Denise Kiernan wrote this as non-Fiction - based on live interviews conducted between 2009 and 2013.  And Ursa is here to back the story.  So whenever we are tempted to conclude how things must have been, how the girls "must have felt" and the dangers they must have faced, Ursa reminds that they lived to their 80's and 90's.  It couldn't have been that dangerous in Oak Ridge at the time, could it?  That's not how these girls viewed it then - or even oday for that matter.
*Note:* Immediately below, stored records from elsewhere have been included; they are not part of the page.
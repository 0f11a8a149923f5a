//! Wave-based campaign dispatch

pub mod runner;
pub mod service;
pub mod store;

#[cfg(test)]
pub(crate) mod support;

pub use runner::{DispatchRunner, RunOutcome};
pub use service::DispatchService;
pub use store::{DispatchStore, PgDispatchStore};
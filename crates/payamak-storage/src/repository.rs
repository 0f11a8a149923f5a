//! Repository modules

pub mod campaigns;
pub mod segments;
pub mod stats;

pub use campaigns::CampaignRepository;
pub use segments::SegmentRepository;
pub use stats::StatsRepository;
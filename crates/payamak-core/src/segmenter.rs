//! Recipient list partitioning

use payamak_common::types::sanitize_number;
use std::collections::HashSet;

/// Maximum numbers per gateway call
pub const SEGMENT_SIZE: usize = 100;

/// Clean a raw recipient list: normalize each number, drop the ones that
/// do not survive sanitization, and deduplicate while keeping first-seen
/// order.
pub fn sanitize_list<I, S>(raw: I) -> Vec<String>
where
    I: IntoIterator<Item = S>,
    S: AsRef<str>,
{
    let mut seen = HashSet::new();
    let mut numbers = Vec::new();

    for entry in raw {
        if let Some(number) = sanitize_number(entry.as_ref()) {
            if seen.insert(number.clone()) {
                numbers.push(number);
            }
        }
    }

    numbers
}

/// Partition a sanitized recipient list into ordered batches of at most
/// [`SEGMENT_SIZE`] numbers. The final batch carries the remainder.
pub fn partition(numbers: &[String]) -> Vec<Vec<String>> {
    numbers
        .chunks(SEGMENT_SIZE)
        .map(|chunk| chunk.to_vec())
        .collect()
}

/// Number of batches a list of the given length partitions into
pub fn batch_count(total: usize) -> usize {
    total.div_ceil(SEGMENT_SIZE)
}

#[cfg(test)]
mod tests {
    use super::*;
    use pretty_assertions::assert_eq;

    fn numbers(n: usize) -> Vec<String> {
        (0..n).map(|i| format!("98912{:07}", i)).collect()
    }

    #[test]
    fn test_partition_exact_multiple() {
        let batches = partition(&numbers(200));
        assert_eq!(batches.len(), 2);
        assert_eq!(batches[0].len(), 100);
        assert_eq!(batches[1].len(), 100);
    }

    #[test]
    fn test_partition_with_remainder() {
        let batches = partition(&numbers(250));
        assert_eq!(batches.len(), 3);
        assert_eq!(batches[0].len(), 100);
        assert_eq!(batches[1].len(), 100);
        assert_eq!(batches[2].len(), 50);
    }

    #[test]
    fn test_partition_preserves_order() {
        let list = numbers(150);
        let batches = partition(&list);
        assert_eq!(batches[0][0], list[0]);
        assert_eq!(batches[0][99], list[99]);
        assert_eq!(batches[1][0], list[100]);
        assert_eq!(batches[1][49], list[149]);
    }

    #[test]
    fn test_partition_empty_and_single() {
        assert!(partition(&[]).is_empty());

        let batches = partition(&numbers(1));
        assert_eq!(batches.len(), 1);
        assert_eq!(batches[0].len(), 1);
    }

    #[test]
    fn test_batch_count() {
        assert_eq!(batch_count(0), 0);
        assert_eq!(batch_count(1), 1);
        assert_eq!(batch_count(100), 1);
        assert_eq!(batch_count(101), 2);
        assert_eq!(batch_count(250), 3);
    }

    #[test]
    fn test_sanitize_list_dedup_and_filter() {
        let cleaned = sanitize_list([
            "+98 912 000-0001",
            "989120000001",
            "not-a-number",
            "989120000002",
            "123", // too short
        ]);
        assert_eq!(cleaned, vec!["989120000001", "989120000002"]);
    }
}
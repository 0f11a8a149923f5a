//! Scheduler worker
//!
//! Periodically fires scheduled campaigns whose time has come and re-spawns
//! interrupted runs found after a restart.

use chrono::Utc;
use payamak_common::{Error, Result};
use payamak_storage::models::CampaignStatus;
use std::sync::Arc;
use tokio::time::{interval, Duration};
use tracing::{error, info, warn};

use crate::dispatch::{DispatchService, DispatchStore};

/// Scheduler worker
pub struct SchedulerWorker<S: DispatchStore> {
    store: Arc<S>,
    dispatch: DispatchService<S>,
    poll_interval_secs: u64,
}

impl<S: DispatchStore> SchedulerWorker<S> {
    pub fn new(store: Arc<S>, dispatch: DispatchService<S>, poll_interval_secs: u64) -> Self {
        Self {
            store,
            dispatch,
            poll_interval_secs,
        }
    }

    /// Run the scheduler loop
    pub async fn run(&self) {
        let mut ticker = interval(Duration::from_secs(self.poll_interval_secs));

        info!(
            poll_interval_secs = self.poll_interval_secs,
            "Scheduler worker started"
        );

        loop {
            ticker.tick().await;

            if let Err(e) = self.run_once().await {
                error!("Scheduler pass failed: {}", e);
            }
        }
    }

    /// One scheduler pass: fire due campaigns, then resume interrupted ones
    pub async fn run_once(&self) -> Result<()> {
        self.fire_due_campaigns().await?;
        self.resume_interrupted().await?;
        Ok(())
    }

    async fn fire_due_campaigns(&self) -> Result<()> {
        let due = self.store.due_scheduled(Utc::now()).await?;

        for campaign in due {
            info!(
                campaign_id = %campaign.id,
                scheduled_for = ?campaign.scheduled_for,
                "Firing scheduled campaign"
            );

            // The guarded transition re-checks state at fire time, so a
            // campaign cancelled while waiting never sends
            match self
                .dispatch
                .start(campaign.id, CampaignStatus::Scheduled)
                .await
            {
                Ok(()) => {}
                Err(Error::InvalidTransition(_)) => {
                    warn!(
                        campaign_id = %campaign.id,
                        "Scheduled campaign changed state before firing, skipping"
                    );
                }
                Err(e) => return Err(e),
            }
        }

        Ok(())
    }

    async fn resume_interrupted(&self) -> Result<()> {
        let resumable = self.store.resumable_campaigns().await?;

        for campaign in resumable {
            if self.dispatch.is_running(campaign.id) {
                continue;
            }

            let requeued = self.store.requeue_in_progress(campaign.id).await?;
            if requeued > 0 {
                info!(
                    campaign_id = %campaign.id,
                    requeued,
                    "Requeued segments from an interrupted run"
                );
            }

            info!(campaign_id = %campaign.id, "Resuming interrupted campaign");
            self.dispatch.spawn_run(campaign.id);
        }

        Ok(())
    }
}

#[cfg(test)]
mod tests {
    use super::*;
    use crate::dispatch::support::{test_numbers, FakeGateway, MemoryStore};
    use payamak_common::config::DispatchConfig;
    use chrono::Duration as ChronoDuration;
    use pretty_assertions::assert_eq;
    use std::sync::Arc as StdArc;

    fn worker(
        store: &MemoryStore,
        gateway: StdArc<FakeGateway>,
    ) -> SchedulerWorker<MemoryStore> {
        let dispatch = DispatchService::new(
            StdArc::new(store.clone()),
            gateway,
            DispatchConfig {
                concurrency_limit: 3,
                inter_wave_delay_ms: 0,
            },
        );
        SchedulerWorker::new(StdArc::new(store.clone()), dispatch, 30)
    }

    async fn drain(worker: &SchedulerWorker<MemoryStore>, id: uuid::Uuid) {
        while worker.dispatch.is_running(id) {
            tokio::task::yield_now().await;
        }
    }

    #[tokio::test]
    async fn test_due_campaign_fires() {
        let store = MemoryStore::new();
        let fire_time = Utc::now() - ChronoDuration::minutes(1);
        let id = store.seed_campaign(
            test_numbers(150),
            CampaignStatus::Scheduled,
            Some(fire_time),
        );

        let gateway = StdArc::new(FakeGateway::new());
        let worker = worker(&store, StdArc::clone(&gateway));

        worker.run_once().await.unwrap();
        drain(&worker, id).await;

        assert_eq!(store.campaign_status(id), Some(CampaignStatus::Completed));
        assert_eq!(gateway.calls().len(), 2);
    }

    #[tokio::test]
    async fn test_future_campaign_does_not_fire() {
        let store = MemoryStore::new();
        let fire_time = Utc::now() + ChronoDuration::hours(1);
        let id = store.seed_campaign(
            test_numbers(100),
            CampaignStatus::Scheduled,
            Some(fire_time),
        );

        let gateway = StdArc::new(FakeGateway::new());
        let worker = worker(&store, StdArc::clone(&gateway));

        worker.run_once().await.unwrap();

        assert_eq!(store.campaign_status(id), Some(CampaignStatus::Scheduled));
        assert!(gateway.calls().is_empty());
    }

    #[tokio::test]
    async fn test_cancelled_while_waiting_never_sends() {
        let store = MemoryStore::new();
        let fire_time = Utc::now() - ChronoDuration::minutes(1);
        let id = store.seed_campaign(
            test_numbers(200),
            CampaignStatus::Scheduled,
            Some(fire_time),
        );

        store.set_status(id, CampaignStatus::Cancelled);

        let gateway = StdArc::new(FakeGateway::new());
        let worker = worker(&store, StdArc::clone(&gateway));

        worker.run_once().await.unwrap();

        assert_eq!(store.campaign_status(id), Some(CampaignStatus::Cancelled));
        assert!(gateway.calls().is_empty());
    }

    #[tokio::test]
    async fn test_interrupted_campaign_resumes() {
        let store = MemoryStore::new();
        let id = store.seed_campaign(test_numbers(300), CampaignStatus::InProgress, None);

        // Simulate a crash mid-run: first segment stuck in_progress
        let segments = store.segments_of(id);
        store.mark_in_progress(segments[0].id).await.unwrap();

        let gateway = StdArc::new(FakeGateway::new());
        let worker = worker(&store, StdArc::clone(&gateway));

        worker.run_once().await.unwrap();
        drain(&worker, id).await;

        assert_eq!(store.campaign_status(id), Some(CampaignStatus::Completed));
        // All three segments delivered, including the requeued one
        assert_eq!(store.stats_of(id).total_sent, 300);
    }
}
"Which of the girls do you relate to most, and why?"  I think I'd choose Jane Halliburton Greer (Puckett) , the one who chose to stay near Oak Ridge to be near her recently widowed father, who lived in Paris, TN.  I think I understand her reason for sacrificing her future plans to be near her father and to put her plans on the back burner until the boys came home.  She had enrolled in UT with the intention of studying engineering at Knoxville.Once she arrived in Knoxville after taking preparatory classes in Alabama, however, Puckett was not allowed to study engineering because she was female,
Instead, she was directed to the university’s statistics program where Puckett graduated two years later with a degree in governmental economics. She was the first student in Knoxville’s history to graduate from this program.

Even after the purpose of the work being done at Oak Ridge — the creation of an atomic bomb — was publicly announced and the war brought to an end, she continued to work in the lab at Oak Ridge.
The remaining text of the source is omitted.